Department of Oral and Maxillofacial Surgery, Houston Methodist Research Institute, TX, USA.
Med Image Anal. 2021 Jul;71:102060. doi: 10.1016/j.media.2021.102060. Epub 2021 Apr 20.
The dearth of annotated data is a major hurdle in building reliable image segmentation models. Manual annotation of medical images is tedious, time-consuming, and significantly variable across imaging modalities. The need for annotation can be ameliorated by leveraging an annotation-rich source modality in learning a segmentation model for an annotation-poor target modality. In this paper, we introduce a diverse data augmentation generative adversarial network (DDA-GAN) to train a segmentation model for an unannotated target image domain by borrowing information from an annotated source image domain. This is achieved by generating diverse augmented data for the target domain by one-to-many source-to-target translation. The DDA-GAN uses unpaired images from the source and target domains and is an end-to-end convolutional neural network that (i) explicitly disentangles domain-invariant structural features related to segmentation from domain-specific appearance features, (ii) combines structural features from the source domain with appearance features randomly sampled from the target domain for data augmentation, and (iii) train the segmentation model with the augmented data in the target domain and the annotations from the source domain. The effectiveness of our method is demonstrated both qualitatively and quantitatively in comparison with the state of the art for segmentation of craniomaxillofacial bony structures via MRI and cardiac substructures via CT.
注释数据的缺乏是构建可靠图像分割模型的主要障碍。医学图像的手动注释既繁琐又耗时,并且在不同的成像模式下变化很大。
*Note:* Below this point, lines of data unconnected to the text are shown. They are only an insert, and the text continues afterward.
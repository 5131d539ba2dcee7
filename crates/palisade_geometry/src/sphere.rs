//! # Sphere

use palisade_core::lifecycle::contract_violation;
use palisade_core::{
    read_pair, Entity, EntityResult, ErrorCode, Guardable, LifecycleState, Lockable,
};
use serde::{Deserialize, Serialize};

use crate::math::{check_radius, spheres_touch, Vec3};

/// Center and radius of a sphere.
#[derive(Clone, Copy, Debug, Default, PartialEq, Serialize, Deserialize)]
pub struct SphereShape {
    /// Center point
    pub center: Vec3,
    /// Radius, never negative
    pub radius: f64,
}

impl SphereShape {
    /// True if the spheres overlap or touch.
    #[must_use]
    pub fn touches(&self, other: &Self) -> bool {
        spheres_touch(self.center.distance_squared(other.center), self.radius, other.radius)
    }
}

/// Lockable sphere.
#[derive(Debug)]
pub struct Sphere {
    inner: Lockable<SphereShape>,
}

impl Sphere {
    /// Creates an uninitialized sphere.
    #[must_use]
    pub fn new() -> Self {
        Self {
            inner: Lockable::named("Sphere"),
        }
    }

    /// Initializes with a center and radius.
    ///
    /// Aborts if the sphere is already initialized.
    ///
    /// # Errors
    ///
    /// `InvalidArgument` for a negative or NaN radius; the sphere then stays
    /// uninitialized.
    pub fn initialize_shape(&mut self, center: Vec3, radius: f64) -> EntityResult<()> {
        if self.inner.state() == LifecycleState::Initialized {
            contract_violation("Sphere", "initialize_shape", "called while object is already initialized");
        }
        if let Err(error) = check_radius(radius) {
            self.record_outcome(ErrorCode::InvalidArgument);
            return Err(error);
        }
        self.inner.initialize_with(SphereShape { center, radius })
    }

    /// Moves the center.
    ///
    /// # Errors
    ///
    /// Returns the guard error.
    pub fn set_center(&self, center: Vec3) -> EntityResult<()> {
        self.inner.update("set_center", |s| s.center = center)
    }

    /// Moves the center along x.
    ///
    /// # Errors
    ///
    /// Returns the guard error.
    pub fn set_center_x(&self, x: f64) -> EntityResult<()> {
        self.inner.update("set_center_x", |s| s.center.x = x)
    }

    /// Moves the center along y.
    ///
    /// # Errors
    ///
    /// Returns the guard error.
    pub fn set_center_y(&self, y: f64) -> EntityResult<()> {
        self.inner.update("set_center_y", |s| s.center.y = y)
    }

    /// Moves the center along z.
    ///
    /// # Errors
    ///
    /// Returns the guard error.
    pub fn set_center_z(&self, z: f64) -> EntityResult<()> {
        self.inner.update("set_center_z", |s| s.center.z = z)
    }

    /// Changes the radius.
    ///
    /// # Errors
    ///
    /// `InvalidArgument` for a negative or NaN radius, or the guard error.
    pub fn set_radius(&self, radius: f64) -> EntityResult<()> {
        self.inner.try_update("set_radius", |s| {
            check_radius(radius)?;
            s.radius = radius;
            Ok(())
        })
    }

    /// Current center and radius.
    ///
    /// # Errors
    ///
    /// Returns the guard error.
    pub fn shape(&self) -> EntityResult<SphereShape> {
        self.inner.snapshot("shape")
    }

    /// Center point.
    ///
    /// # Errors
    ///
    /// Returns the guard error.
    pub fn center(&self) -> EntityResult<Vec3> {
        self.inner.read("center", |s| s.center)
    }

    /// Radius.
    ///
    /// # Errors
    ///
    /// Returns the guard error.
    pub fn radius(&self) -> EntityResult<f64> {
        self.inner.read("radius", |s| s.radius)
    }

    /// Copy-assigns `other` into this live sphere.
    ///
    /// # Errors
    ///
    /// Returns the pair acquisition error.
    pub fn assign_from(&self, other: &Self) -> EntityResult<()> {
        self.inner.assign_copy(&other.inner)
    }

    /// Move-assigns `other`, leaving it as a zero sphere.
    ///
    /// # Errors
    ///
    /// Returns the pair acquisition error.
    pub fn take_from(&self, other: &Self) -> EntityResult<()> {
        self.inner.assign_move(&other.inner)
    }
}

impl Default for Sphere {
    fn default() -> Self {
        Self::new()
    }
}

impl Entity for Sphere {
    type Payload = SphereShape;

    fn lockable(&self) -> &Lockable<SphereShape> {
        &self.inner
    }

    fn lockable_mut(&mut self) -> &mut Lockable<SphereShape> {
        &mut self.inner
    }
}

/// True if the spheres overlap or touch.
///
/// # Errors
///
/// Returns the pair acquisition error.
pub fn intersect_sphere(first: &Sphere, second: &Sphere) -> EntityResult<bool> {
    read_pair(&first.inner, &second.inner, "intersect_sphere", SphereShape::touches)
}

#[cfg(test)]
mod tests {
    use super::*;
    use palisade_core::EntityError;

    fn sphere(x: f64, y: f64, z: f64, radius: f64) -> Sphere {
        let mut shape = Sphere::new();
        shape.initialize_shape(Vec3::new(x, y, z), radius).unwrap();
        shape
    }

    #[test]
    fn test_intersection_in_depth() {
        let a = sphere(0.0, 0.0, 0.0, 1.0);
        let above = sphere(0.0, 0.0, 2.0, 1.0);
        let far_above = sphere(0.0, 0.0, 2.5, 1.0);
        assert!(intersect_sphere(&a, &above).unwrap());
        assert!(!intersect_sphere(&far_above, &a).unwrap());
        assert!(intersect_sphere(&a, &a).unwrap());
    }

    #[test]
    fn test_setters() {
        let s = sphere(0.0, 0.0, 0.0, 1.0);
        s.set_center(Vec3::new(1.0, 2.0, 3.0)).unwrap();
        s.set_center_z(9.0).unwrap();
        s.set_center_x(-1.0).unwrap();
        s.set_center_y(-2.0).unwrap();
        assert_eq!(s.center().unwrap(), Vec3::new(-1.0, -2.0, 9.0));
        assert_eq!(s.set_radius(-0.5), Err(EntityError::InvalidArgument));
        assert_eq!(s.radius().unwrap(), 1.0);
    }

    #[test]
    fn test_copy_then_destroy_and_reinitialize() {
        let source = sphere(1.0, 1.0, 1.0, 2.0);
        let mut copy = Sphere::new();
        copy.initialize_copy(&source).unwrap();
        assert_eq!(copy.shape().unwrap(), source.shape().unwrap());

        copy.destroy().unwrap();
        copy.initialize_shape(Vec3::ZERO, 1.0).unwrap();
        assert_eq!(copy.radius().unwrap(), 1.0);

        let target = sphere(0.0, 0.0, 0.0, 0.0);
        target.assign_from(&source).unwrap();
        assert_eq!(target.radius().unwrap(), 2.0);
    }
}
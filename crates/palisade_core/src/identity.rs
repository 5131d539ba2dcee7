//! # Entity Identity
//!
//! Lock ordering is driven by identity, never by domain values. Every
//! lockable entity receives a process-unique [`EntityId`] when it is created;
//! the id travels with the value when it moves, so it is stable for the
//! entity's whole life.

use std::sync::atomic::{AtomicU64, Ordering};

/// Next id to hand out. Zero is reserved for [`EntityId::NULL`].
static NEXT_ENTITY_ID: AtomicU64 = AtomicU64::new(1);

/// Stable identity of a lockable entity.
///
/// Ids are strictly ordered; two distinct entities never share one, so the
/// ordering is a strict total order usable as the lock acquisition key.
#[derive(Clone, Copy, Debug, PartialEq, Eq, PartialOrd, Ord, Hash)]
#[repr(transparent)]
pub struct EntityId(u64);

impl EntityId {
    /// Null/invalid entity ID.
    pub const NULL: Self = Self(0);

    /// Allocates a fresh, never reused id.
    #[must_use]
    pub fn allocate() -> Self {
        Self(NEXT_ENTITY_ID.fetch_add(1, Ordering::Relaxed))
    }

    /// Returns the raw id value.
    #[inline]
    #[must_use]
    pub const fn raw(self) -> u64 {
        self.0
    }

    /// Checks if this entity ID is null/invalid.
    #[inline]
    #[must_use]
    pub const fn is_null(self) -> bool {
        self.0 == 0
    }
}

impl std::fmt::Display for EntityId {
    fn fmt(&self, f: &mut std::fmt::Formatter<'_>) -> std::fmt::Result {
        write!(f, "entity#{}", self.0)
    }
}

/// Anything with a stable identity usable as a lock ordering key.
pub trait Identity {
    /// The entity's identity.
    fn entity_id(&self) -> EntityId;
}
通过利用注释丰富的源模式在学习注释较少的目标模式的分割模型,可以减轻注释的需求。在本文中,我们引入了一种多样化的数据增强生成对抗网络(DDA-GAN),通过从注释的源图像域借用信息来训练未注释的目标图像域的分割模型。这是通过对目标域进行一对一到多对的源到目标翻译来生成多样化的增强数据来实现的。DDA-GAN 使用来自源域和目标域的未配对图像,是一个端到端卷积神经网络,它 (i) 显式分离与分割相关的域不变结构特征与域特定外观特征,(ii) 将来自源域的结构特征与从目标域随机采样的外观特征相结合进行数据增强,以及 (iii) 用目标域中的增强数据和源域中的注释来训练分割模型。通过与 MRI 分割颅颌面骨结构和 CT 分割心脏亚结构的最新技术进行定性和定量比较,证明了我们的方法的有效性。